*PROBLEM TO WORK ON:* Report each line of the records below that holds the word "Less".

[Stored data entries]
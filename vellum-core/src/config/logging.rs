//! Logging configuration

use crate::logging::{LogFormat, LogLevel};
use anyhow::{anyhow, Result};
use serde::{Deserialize, Serialize};
use std::env;

#[derive(Debug, Clone, PartialEq, Serialize, Deserialize)]
#[serde(default)]
pub struct LoggingConfig {
    pub level: String,
    /// `human`, `json` or `logfmt`
    pub format: String,
}

impl Default for LoggingConfig {
    fn default() -> Self {
        Self { level: "info".to_string(), format: "human".to_string() }
    }
}

impl LoggingConfig {
    pub fn merge(&mut self, other: Self) {
        *self = other;
    }

    pub fn apply_env_vars(&mut self) {
        if let Ok(level) = env::var("VELLUM_LOG_LEVEL") {
            self.level = level;
        }
        if let Ok(format) = env::var("VELLUM_LOG_FORMAT") {
            self.format = format;
        }
    }

    pub fn validate(&self) -> Result<()> {
        self.log_level()?;
        self.log_format()?;
        Ok(())
    }

    pub fn log_level(&self) -> Result<LogLevel> {
        LogLevel::parse(&self.level).ok_or_else(|| anyhow!("Unknown log level '{}'", self.level))
    }

    pub fn log_format(&self) -> Result<LogFormat> {
        LogFormat::parse(&self.format).ok_or_else(|| anyhow!("Unknown log format '{}'", self.format))
    }
}
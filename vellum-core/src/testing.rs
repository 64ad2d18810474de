use crate::document::Document;
use crate::query::{PaginatedDocs, QueryOptions, Where};
use crate::schema::{BlockDefinition, CollectionRegistry, CollectionSchema, FieldDefinition};
use crate::storage::{DocumentStore, MemoryStore, StorageError};
use serde_json::{json, Value};
use std::sync::atomic::{AtomicUsize, Ordering};

// --- Blog fixture ---

/// users, media, categories and posts, with every field kind represented
pub fn blog_registry() -> CollectionRegistry {
    CollectionRegistry::builder()
        .collection(CollectionSchema::new(
            "users",
            vec![
                FieldDefinition::scalar("name"),
                FieldDefinition::scalar("email"),
                FieldDefinition::scalar("passwordHash").hidden(),
                FieldDefinition::relationship("bestFriend", "users"),
                FieldDefinition::upload("avatar", "media"),
            ],
        ))
        .collection(
            CollectionSchema::new(
                "media",
                vec![FieldDefinition::scalar("alt"), FieldDefinition::scalar("url")],
            )
            .as_upload(),
        )
        .collection(CollectionSchema::new("categories", vec![FieldDefinition::scalar("name")]))
        .collection(CollectionSchema::new(
            "posts",
            vec![
                FieldDefinition::scalar("title"),
                FieldDefinition::relationship("author", "users"),
                FieldDefinition::relationship("reviewer", "users").read_roles(["editor"]),
                FieldDefinition::upload("heroImage", "media"),
                FieldDefinition::relationship("categories", "categories").has_many(),
                FieldDefinition::polymorphic("related", ["posts", "media"]).has_many(),
                FieldDefinition::blocks(
                    "layout",
                    vec![
                        BlockDefinition::new(
                            "cta",
                            vec![
                                FieldDefinition::scalar("label"),
                                FieldDefinition::relationship("link", "posts"),
                            ],
                        ),
                        BlockDefinition::new(
                            "mediaBlock",
                            vec![FieldDefinition::upload("media", "media")],
                        ),
                        BlockDefinition::new("content", vec![FieldDefinition::scalar("body")]),
                    ],
                ),
                FieldDefinition::group(
                    "meta",
                    vec![
                        FieldDefinition::scalar("description"),
                        FieldDefinition::upload("image", "media"),
                    ],
                ),
                FieldDefinition::array(
                    "links",
                    vec![
                        FieldDefinition::scalar("label"),
                        FieldDefinition::relationship("page", "posts"),
                    ],
                ),
            ],
        ))
        .build()
        .expect("blog fixture schema is valid")
}

/// Rows for [`blog_registry`]
pub fn blog_store() -> MemoryStore {
    let store = MemoryStore::new();
    let rows = [
        (
            "users",
            json!({ "id": "user-42", "name": "Ada Lovelace", "email": "ada@example.com",
                    "passwordHash": "x", "bestFriend": "user-7" }),
        ),
        (
            "users",
            json!({ "id": "user-7", "name": "Grace Hopper", "email": "grace@example.com",
                    "passwordHash": "y", "bestFriend": "user-42" }),
        ),
        ("media", json!({ "id": "m1", "alt": "Cover", "url": "/media/cover.png" })),
        ("media", json!({ "id": "m2", "alt": "Thumbnail", "url": "/media/thumb.png" })),
        ("categories", json!({ "id": "c1", "name": "News" })),
        ("categories", json!({ "id": "c2", "name": "Guides" })),
        (
            "posts",
            json!({ "id": "p1", "title": "Hello World", "status": "published",
                    "author": "user-42", "heroImage": "m1", "categories": ["c1"] }),
        ),
        (
            "posts",
            json!({ "id": "p2", "title": "Second Post", "status": "draft", "author": "user-7",
                    "layout": [{ "blockType": "cta", "label": "Read more", "link": "p1" }] }),
        ),
    ];
    for (table, row) in rows {
        store.insert(table, row).expect("fixture row is an object");
    }
    store
}

/// Unwrap a JSON object literal into a document
pub fn doc(value: Value) -> Document {
    match value {
        Value::Object(map) => map,
        other => panic!("expected a JSON object, got {}", other),
    }
}

pub fn init_test_logging() {
    let _ = env_logger::builder().is_test(true).try_init();
}

// --- Failure injection ---

/// Store wrapper whose lookups fail for one id
pub struct FailingStore {
    inner: MemoryStore,
    failing_id: String,
    attempts: AtomicUsize,
}

impl FailingStore {
    pub fn new(inner: MemoryStore, failing_id: &str) -> Self {
        Self { inner, failing_id: failing_id.to_string(), attempts: AtomicUsize::new(0) }
    }

    /// Number of `find_by_id` calls seen, failed ones included
    pub fn attempts(&self) -> usize {
        self.attempts.load(Ordering::SeqCst)
    }
}

#[async_trait::async_trait]
impl DocumentStore for FailingStore {
    async fn query(
        &self,
        table: &str,
        filter: &Where,
        options: &QueryOptions,
    ) -> Result<PaginatedDocs, StorageError> {
        self.inner.query(table, filter, options).await
    }

    async fn find_by_id(&self, table: &str, id: &str) -> Result<Option<Document>, StorageError> {
        self.attempts.fetch_add(1, Ordering::SeqCst);
        if id == self.failing_id {
            return Err(StorageError::Backend(format!("connection reset while reading {}", id)));
        }
        self.inner.find_by_id(table, id).await
    }
}
//! Localization configuration

use anyhow::{bail, Result};
use serde::{Deserialize, Serialize};
use std::env;

#[derive(Debug, Clone, Default, PartialEq, Serialize, Deserialize)]
#[serde(default)]
pub struct LocalizationConfig {
    /// Locale used when a request names none (localized fields untouched when unset)
    pub default_locale: Option<String>,
    /// Known locales; empty means any
    pub locales: Vec<String>,
}

impl LocalizationConfig {
    pub fn merge(&mut self, other: Self) {
        *self = other;
    }

    pub fn apply_env_vars(&mut self) {
        if let Ok(locale) = env::var("VELLUM_DEFAULT_LOCALE") {
            self.default_locale = Some(locale).filter(|l| !l.is_empty());
        }
    }

    pub fn validate(&self) -> Result<()> {
        if let Some(locale) = &self.default_locale {
            if !self.locales.is_empty() && !self.locales.contains(locale) {
                bail!("localization.default_locale '{}' is not listed in localization.locales", locale);
            }
        }
        Ok(())
    }
}
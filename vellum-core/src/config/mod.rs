//! Configuration system for Vellum
//!
//! Values are resolved in the following order (highest priority wins):
//!
//! 1. **Environment variables** (`VELLUM_*`)
//! 2. **Config file** (`vellum.toml`)
//! 3. **Defaults**
//!
//! # Example
//!
//! ```no_run
//! use vellum_core::config::VellumConfig;
//!
//! let config = VellumConfig::load()?;
//! config.validate()?;
//! # Ok::<(), anyhow::Error>(())
//! ```

pub mod localization;
pub mod logging;
pub mod population;
pub mod storage;

pub use localization::LocalizationConfig;
pub use logging::LoggingConfig;
pub use population::PopulationConfig;
pub use storage::StorageConfig;

use anyhow::{Context, Result};
use serde::{Deserialize, Serialize};
use std::path::Path;

/// Default config file name
pub const CONFIG_FILE: &str = "vellum.toml";

/// Complete Vellum configuration
#[derive(Debug, Clone, Default, PartialEq, Serialize, Deserialize)]
#[serde(default)]
pub struct VellumConfig {
    pub storage: StorageConfig,
    pub population: PopulationConfig,
    pub localization: LocalizationConfig,
    pub logging: LoggingConfig,
}

impl VellumConfig {
    /// Load `vellum.toml` from the working directory, then environment overrides
    pub fn load() -> Result<Self> {
        Self::load_from(CONFIG_FILE)
    }

    /// Load from a specific file (skipped if absent), then environment overrides
    pub fn load_from(path: impl AsRef<Path>) -> Result<Self> {
        let path = path.as_ref();
        let mut config = Self::default();

        if path.exists() {
            let file_config = Self::from_file(path)
                .with_context(|| format!("Failed to load config from {}", path.display()))?;
            config.merge(file_config);
        }

        config.apply_env_vars();
        Ok(config)
    }

    /// Parse a TOML file; missing sections and keys take their defaults
    pub fn from_file(path: impl AsRef<Path>) -> Result<Self> {
        let content = std::fs::read_to_string(path.as_ref())
            .with_context(|| format!("Failed to read config file: {}", path.as_ref().display()))?;

        toml::from_str(&content)
            .with_context(|| format!("Failed to parse TOML config: {}", path.as_ref().display()))
    }

    /// Merge another config into this one (other takes priority)
    pub fn merge(&mut self, other: Self) {
        self.storage.merge(other.storage);
        self.population.merge(other.population);
        self.localization.merge(other.localization);
        self.logging.merge(other.logging);
    }

    pub fn apply_env_vars(&mut self) {
        self.storage.apply_env_vars();
        self.population.apply_env_vars();
        self.localization.apply_env_vars();
        self.logging.apply_env_vars();
    }

    pub fn validate(&self) -> Result<()> {
        self.storage.validate()?;
        self.population.validate()?;
        self.localization.validate()?;
        self.logging.validate()?;
        Ok(())
    }
}

#[cfg(test)]
mod tests {
    use super::*;
    use std::io::Write;

    #[test]
    fn test_default_config() {
        let config = VellumConfig::default();
        assert_eq!(config.population.default_depth, 2);
        assert_eq!(config.population.max_depth, 10);
        assert_eq!(config.storage.data_dir, "./data");
        assert!(config.localization.default_locale.is_none());
        assert!(config.validate().is_ok());
    }

    #[test]
    fn test_partial_file_keeps_defaults() {
        let mut file = tempfile::NamedTempFile::new().unwrap();
        writeln!(
            file,
            "[population]\ndefault_depth = 1\n\n[localization]\ndefault_locale = \"en\"\nlocales = [\"en\", \"fr\"]"
        )
        .unwrap();

        let config = VellumConfig::from_file(file.path()).unwrap();
        assert_eq!(config.population.default_depth, 1);
        assert_eq!(config.population.max_depth, 10);
        assert_eq!(config.localization.default_locale.as_deref(), Some("en"));
        assert_eq!(config.logging.format, "human");
        assert!(config.validate().is_ok());
    }

    #[test]
    fn test_invalid_values_rejected() {
        let mut config = VellumConfig::default();
        config.localization.default_locale = Some("de".to_string());
        config.localization.locales = vec!["en".to_string()];
        assert!(config.validate().is_err());

        let mut config = VellumConfig::default();
        config.logging.format = "xml".to_string();
        assert!(config.validate().is_err());
    }

    #[test]
    fn test_missing_file_uses_defaults() {
        let dir = tempfile::tempdir().unwrap();
        let config = VellumConfig::load_from(dir.path().join("absent.toml")).unwrap();
        assert_eq!(config.population, PopulationConfig::default());
    }
}
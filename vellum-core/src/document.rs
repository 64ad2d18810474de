//! Document values and slot addressing
//!
//! Documents are plain JSON objects. Population never mutates a document while
//! hydration is in flight: tasks name their target slot with a [`FieldPath`]
//! and the resolved values are spliced into a fresh tree once every task has
//! completed.

use serde::Serialize;
use serde_json::{Map, Value};
use std::fmt;

/// A stored or populated document (field name -> value)
pub type Document = Map<String, Value>;

/// One step into a document tree
#[derive(Debug, Clone, PartialEq, Eq, Hash, Serialize)]
#[serde(untagged)]
pub enum PathSegment {
    /// Object key
    Key(String),
    /// Array index
    Index(usize),
}

/// Location of a value slot inside a document
#[derive(Debug, Clone, Default, PartialEq, Eq, Hash, Serialize)]
pub struct FieldPath(Vec<PathSegment>);

impl FieldPath {
    /// The document root
    pub fn root() -> Self {
        Self(Vec::new())
    }

    /// Path to the given key below this one
    pub fn key(&self, key: impl Into<String>) -> Self {
        let mut segments = self.0.clone();
        segments.push(PathSegment::Key(key.into()));
        Self(segments)
    }

    /// Path to the given array index below this one
    pub fn index(&self, index: usize) -> Self {
        let mut segments = self.0.clone();
        segments.push(PathSegment::Index(index));
        Self(segments)
    }

    pub fn segments(&self) -> &[PathSegment] {
        &self.0
    }

    pub fn is_root(&self) -> bool {
        self.0.is_empty()
    }

    /// Read the value at this path
    pub fn get<'a>(&self, root: &'a Value) -> Option<&'a Value> {
        let mut current = root;
        for segment in &self.0 {
            current = match (segment, current) {
                (PathSegment::Key(key), Value::Object(map)) => map.get(key)?,
                (PathSegment::Index(idx), Value::Array(items)) => items.get(*idx)?,
                _ => return None,
            };
        }
        Some(current)
    }

    /// Replace the value at this path. Returns false if the slot does not exist.
    pub fn splice(&self, root: &mut Value, value: Value) -> bool {
        let Some((last, parents)) = self.0.split_last() else {
            *root = value;
            return true;
        };

        let mut current = root;
        for segment in parents {
            current = match (segment, current) {
                (PathSegment::Key(key), Value::Object(map)) => match map.get_mut(key) {
                    Some(next) => next,
                    None => return false,
                },
                (PathSegment::Index(idx), Value::Array(items)) => match items.get_mut(*idx) {
                    Some(next) => next,
                    None => return false,
                },
                _ => return false,
            };
        }

        match (last, current) {
            (PathSegment::Key(key), Value::Object(map)) if map.contains_key(key) => {
                map.insert(key.clone(), value);
                true
            }
            (PathSegment::Index(idx), Value::Array(items)) if *idx < items.len() => {
                items[*idx] = value;
                true
            }
            _ => false,
        }
    }

    /// [`splice`](Self::splice) starting from a document map
    pub fn splice_document(&self, doc: &mut Document, value: Value) -> bool {
        let Some((PathSegment::Key(head), rest)) = self.0.split_first() else {
            return false;
        };
        let Some(slot) = doc.get_mut(head) else {
            return false;
        };
        FieldPath(rest.to_vec()).splice(slot, value)
    }
}

impl fmt::Display for FieldPath {
    fn fmt(&self, f: &mut fmt::Formatter<'_>) -> fmt::Result {
        let parts: Vec<String> = self
            .0
            .iter()
            .map(|segment| match segment {
                PathSegment::Key(key) => key.clone(),
                PathSegment::Index(idx) => idx.to_string(),
            })
            .collect();
        write!(f, "{}", parts.join("."))
    }
}

/// Collect every value reachable through a dotted path.
///
/// Arrays met along the way fan out: `"layout.blockType"` yields the
/// `blockType` of every layout item.
pub fn values_at<'a>(value: &'a Value, dotted: &str) -> Vec<&'a Value> {
    let mut current = vec![value];
    for part in dotted.split('.').filter(|p| !p.is_empty()) {
        let mut next = Vec::new();
        for candidate in current {
            collect_key(candidate, part, &mut next);
        }
        current = next;
    }
    current
}

/// Like [`values_at`], starting from a document map
pub fn document_values<'a>(doc: &'a Document, dotted: &str) -> Vec<&'a Value> {
    let (head, rest) = match dotted.split_once('.') {
        Some((head, rest)) => (head, Some(rest)),
        None => (dotted, None),
    };
    match (doc.get(head), rest) {
        (Some(value), Some(rest)) => values_at(value, rest),
        (Some(value), None) => vec![value],
        (None, _) => Vec::new(),
    }
}

fn collect_key<'a>(value: &'a Value, key: &str, out: &mut Vec<&'a Value>) {
    match value {
        Value::Object(map) => {
            if let Some(found) = map.get(key) {
                out.push(found);
            }
        }
        Value::Array(items) => {
            if let Ok(idx) = key.parse::<usize>() {
                if let Some(found) = items.get(idx) {
                    out.push(found);
                    return;
                }
            }
            for item in items {
                collect_key(item, key, out);
            }
        }
        _ => {}
    }
}

/// Render a scalar reference (string or number) as a document id
pub fn id_of(value: &Value) -> Option<String> {
    match value {
        Value::String(s) if !s.is_empty() => Some(s.clone()),
        Value::Number(n) => Some(n.to_string()),
        _ => None,
    }
}
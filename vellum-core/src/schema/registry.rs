//! Collection registry
//!
//! Holds the sanitized schema of every collection. Built once, then shared
//! through an `Arc` with the resolver and the population pipeline.

use crate::schema::sanitize::{sanitize_fields, SanitizeContext};
use crate::schema::{CollectionSchema, SchemaError};
use anyhow::Context;
use std::collections::{HashMap, HashSet};
use std::path::Path;
use std::sync::Arc;

/// Registry of sanitized collection schemas
#[derive(Debug, Clone, Default)]
pub struct CollectionRegistry {
    collections: HashMap<String, Arc<CollectionSchema>>,
    table_names: HashMap<String, String>,
    order: Vec<String>,
}

impl CollectionRegistry {
    pub fn builder() -> CollectionRegistryBuilder {
        CollectionRegistryBuilder::default()
    }

    /// Sanitize and register the given schemas
    pub fn new(schemas: Vec<CollectionSchema>) -> Result<Self, SchemaError> {
        let mut seen = HashSet::with_capacity(schemas.len());
        for schema in &schemas {
            if schema.slug.trim().is_empty() {
                return Err(SchemaError::MissingCollectionSlug);
            }
            if !seen.insert(schema.slug.clone()) {
                return Err(SchemaError::DuplicateCollection(schema.slug.clone()));
            }
        }

        let upload_collections: HashSet<String> =
            schemas.iter().filter(|s| s.upload).map(|s| s.slug.clone()).collect();
        let ctx = SanitizeContext { valid_relationships: &seen, upload_collections: &upload_collections };

        let mut registry = Self::default();
        let mut tables: HashMap<String, String> = HashMap::with_capacity(schemas.len());

        for mut schema in schemas {
            let fields = std::mem::take(&mut schema.fields);
            schema.fields = sanitize_fields(fields, ctx).map_err(|source| {
                SchemaError::InCollection { collection: schema.slug.clone(), source: Box::new(source) }
            })?;

            let table = schema.table_name();
            if let Some(first) = tables.get(&table) {
                return Err(SchemaError::DuplicateTableName {
                    first: first.clone(),
                    second: schema.slug.clone(),
                    table,
                });
            }
            tables.insert(table.clone(), schema.slug.clone());

            log::debug!(
                "registered collection '{}' -> table '{}' ({} fields)",
                schema.slug,
                table,
                schema.fields.len()
            );
            registry.table_names.insert(schema.slug.clone(), table);
            registry.order.push(schema.slug.clone());
            registry.collections.insert(schema.slug.clone(), Arc::new(schema));
        }

        Ok(registry)
    }

    /// Load a JSON array of collection schemas
    pub fn from_json_file(path: impl AsRef<Path>) -> anyhow::Result<Self> {
        let path = path.as_ref();
        let content = std::fs::read_to_string(path)
            .with_context(|| format!("Failed to read schema file: {}", path.display()))?;
        let schemas: Vec<CollectionSchema> = serde_json::from_str(&content)
            .with_context(|| format!("Failed to parse schema file: {}", path.display()))?;
        Self::new(schemas).with_context(|| format!("Invalid schema in {}", path.display()))
    }

    /// Sanitized schema of a collection
    pub fn get_schema(&self, slug: &str) -> Option<Arc<CollectionSchema>> {
        self.collections.get(slug).cloned()
    }

    /// Physical table name of a collection
    pub fn table_name(&self, slug: &str) -> Option<&str> {
        self.table_names.get(slug).map(String::as_str)
    }

    pub fn contains(&self, slug: &str) -> bool {
        self.collections.contains_key(slug)
    }

    /// Registered slugs, in registration order
    pub fn slugs(&self) -> impl Iterator<Item = &str> {
        self.order.iter().map(String::as_str)
    }

    pub fn len(&self) -> usize {
        self.order.len()
    }

    pub fn is_empty(&self) -> bool {
        self.order.is_empty()
    }
}

/// Builder collecting schemas before sanitization
#[derive(Debug, Default)]
pub struct CollectionRegistryBuilder {
    schemas: Vec<CollectionSchema>,
}

impl CollectionRegistryBuilder {
    pub fn collection(mut self, schema: CollectionSchema) -> Self {
        self.schemas.push(schema);
        self
    }

    pub fn collections(mut self, schemas: impl IntoIterator<Item = CollectionSchema>) -> Self {
        self.schemas.extend(schemas);
        self
    }

    pub fn build(self) -> Result<CollectionRegistry, SchemaError> {
        CollectionRegistry::new(self.schemas)
    }
}
//! End-to-end resolution over a JSON schema file and a directory-backed store

use serde_json::json;
use std::path::Path;
use std::sync::Arc;
use vellum_core::config::VellumConfig;
use vellum_core::prelude::*;

const SCHEMA: &str = r#"[
  {
    "slug": "users",
    "fields": [
      { "name": "name", "type": "text" },
      { "name": "role", "type": "select" },
      { "name": "apiKey", "type": "text", "hidden": true }
    ]
  },
  {
    "slug": "media",
    "upload": true,
    "fields": [{ "name": "alt", "type": "text", "localized": true }]
  },
  {
    "slug": "blogPosts",
    "fields": [
      { "name": "title", "type": "text", "localized": true },
      { "name": "author", "type": "relationship", "relationTo": "users" },
      { "name": "editors", "type": "relationship", "relationTo": "users", "hasMany": true, "maxDepth": 0 },
      { "name": "featured", "type": "relationship", "relationTo": ["blogPosts", "media"] },
      {
        "name": "layout",
        "type": "blocks",
        "blocks": [
          { "slug": "mediaBlock", "fields": [{ "name": "media", "type": "upload", "relationTo": "media" }] },
          { "slug": "quote", "fields": [{ "name": "text", "type": "textarea" }] }
        ]
      },
      {
        "name": "seo",
        "type": "group",
        "fields": [
          { "name": "kind", "type": "select" },
          {
            "name": "image",
            "type": "upload",
            "relationTo": "media",
            "visibleWhen": { "kind": { "equals": "image" } }
          }
        ]
      }
    ]
  }
]"#;

fn write_fixture(dir: &Path) {
    std::fs::write(dir.join("schema.json"), SCHEMA).unwrap();

    let data = dir.join("data");
    std::fs::create_dir(&data).unwrap();
    std::fs::write(
        data.join("users.json"),
        json!([
            { "id": "user-42", "name": "Ada", "role": "admin", "apiKey": "k-1" },
            { "id": "user-7", "name": "Grace", "role": "editor", "apiKey": "k-2" }
        ])
        .to_string(),
    )
    .unwrap();
    std::fs::write(
        data.join("media.json"),
        json!([{ "id": 1, "alt": { "en": "Harbour", "fr": "Port" } }]).to_string(),
    )
    .unwrap();
    std::fs::write(
        data.join("blog_posts.json"),
        json!([
            {
                "id": "p1",
                "title": { "en": "Hello", "fr": "Bonjour" },
                "author": "user-42",
                "editors": ["user-7"],
                "featured": { "relationTo": "media", "value": 1 },
                "layout": [
                    { "blockType": "quote", "text": "Less is more" },
                    { "blockType": "retired", "media": 1 },
                    { "blockType": "mediaBlock", "media": 1 }
                ],
                "seo": { "kind": "text", "image": 1 }
            },
            { "id": "p2", "title": { "en": "Second" }, "author": "ghost" }
        ])
        .to_string(),
    )
    .unwrap();
}

fn resolver(dir: &Path) -> DocumentResolver {
    let registry = CollectionRegistry::from_json_file(dir.join("schema.json")).unwrap();
    let store = MemoryStore::load_dir(dir.join("data")).unwrap();
    let mut config = VellumConfig::default();
    config.localization.default_locale = Some("en".to_string());
    DocumentResolver::from_config(&config, Arc::new(registry), Arc::new(store))
}

#[tokio::test]
async fn resolves_and_populates_a_document() {
    let dir = tempfile::tempdir().unwrap();
    write_fixture(dir.path());
    let resolver = resolver(dir.path());

    let post = resolver
        .resolve_one("blogPosts", &Where::equals("id", "p1"), &RequestContext::new())
        .await
        .unwrap()
        .expect("p1 exists");

    assert_eq!(post["title"], "Hello");
    assert_eq!(post["author"]["name"], "Ada");
    assert!(post["author"].get("apiKey").is_none());
    // maxDepth 0 keeps editors as ids
    assert_eq!(post["editors"], json!(["user-7"]));
    assert_eq!(post["featured"]["relationTo"], "media");
    assert_eq!(post["featured"]["value"]["alt"], "Harbour");
    // Known blocks populated, unknown ones untouched
    assert_eq!(post["layout"][0]["text"], "Less is more");
    assert_eq!(post["layout"][1]["media"], 1);
    assert_eq!(post["layout"][2]["media"]["alt"], "Harbour");
    // visibleWhen fails for this group
    assert_eq!(post["seo"]["image"], 1);
}

#[tokio::test]
async fn request_locale_and_flags_flow_through_population() {
    let dir = tempfile::tempdir().unwrap();
    write_fixture(dir.path());
    let resolver = resolver(dir.path());

    let request = RequestContext::new().with_locale("fr").with_hidden_fields();
    let post = resolver.resolve_by_id("blogPosts", "p1", &request).await.unwrap().unwrap();

    assert_eq!(post["title"], "Bonjour");
    assert_eq!(post["featured"]["value"]["alt"], "Port");
    assert_eq!(post["author"]["apiKey"], "k-1");

    let second = resolver.resolve_by_id("blogPosts", "p2", &request).await.unwrap().unwrap();
    // Missing in fr, falls back to the configured default
    assert_eq!(second["title"], "Second");
    // Dangling reference stays a bare id
    assert_eq!(second["author"], "ghost");
}

#[tokio::test]
async fn filters_from_json_select_the_first_match() {
    let dir = tempfile::tempdir().unwrap();
    write_fixture(dir.path());
    let resolver = resolver(dir.path());

    let filter = Where::from_json(&json!({ "author": { "in": ["ghost", "user-42"] } })).unwrap();
    let post = resolver
        .resolve_one("blogPosts", &filter, &RequestContext::new().with_depth(0))
        .await
        .unwrap()
        .unwrap();
    assert_eq!(post["id"], "p1");
    assert_eq!(post["author"], "user-42");

    let filter = Where::from_json(&json!({ "author": { "equals": "nobody" } })).unwrap();
    assert!(resolver.resolve_one("blogPosts", &filter, &RequestContext::new()).await.unwrap().is_none());
}

#[test]
fn invalid_schema_files_are_rejected() {
    let dir = tempfile::tempdir().unwrap();
    let path = dir.path().join("schema.json");
    std::fs::write(
        &path,
        r#"[{ "slug": "posts", "fields": [{ "name": "author", "type": "relationship", "relationTo": "people" }] }]"#,
    )
    .unwrap();

    let err = CollectionRegistry::from_json_file(&path).unwrap_err();
    assert!(format!("{:#}", err).contains("people"));
}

*WRITTEN ANSWER:*
                    { "blockType": "quote", "text": "Less is more" },
    assert_eq!(post["layout"][0]["text"], "Less is more");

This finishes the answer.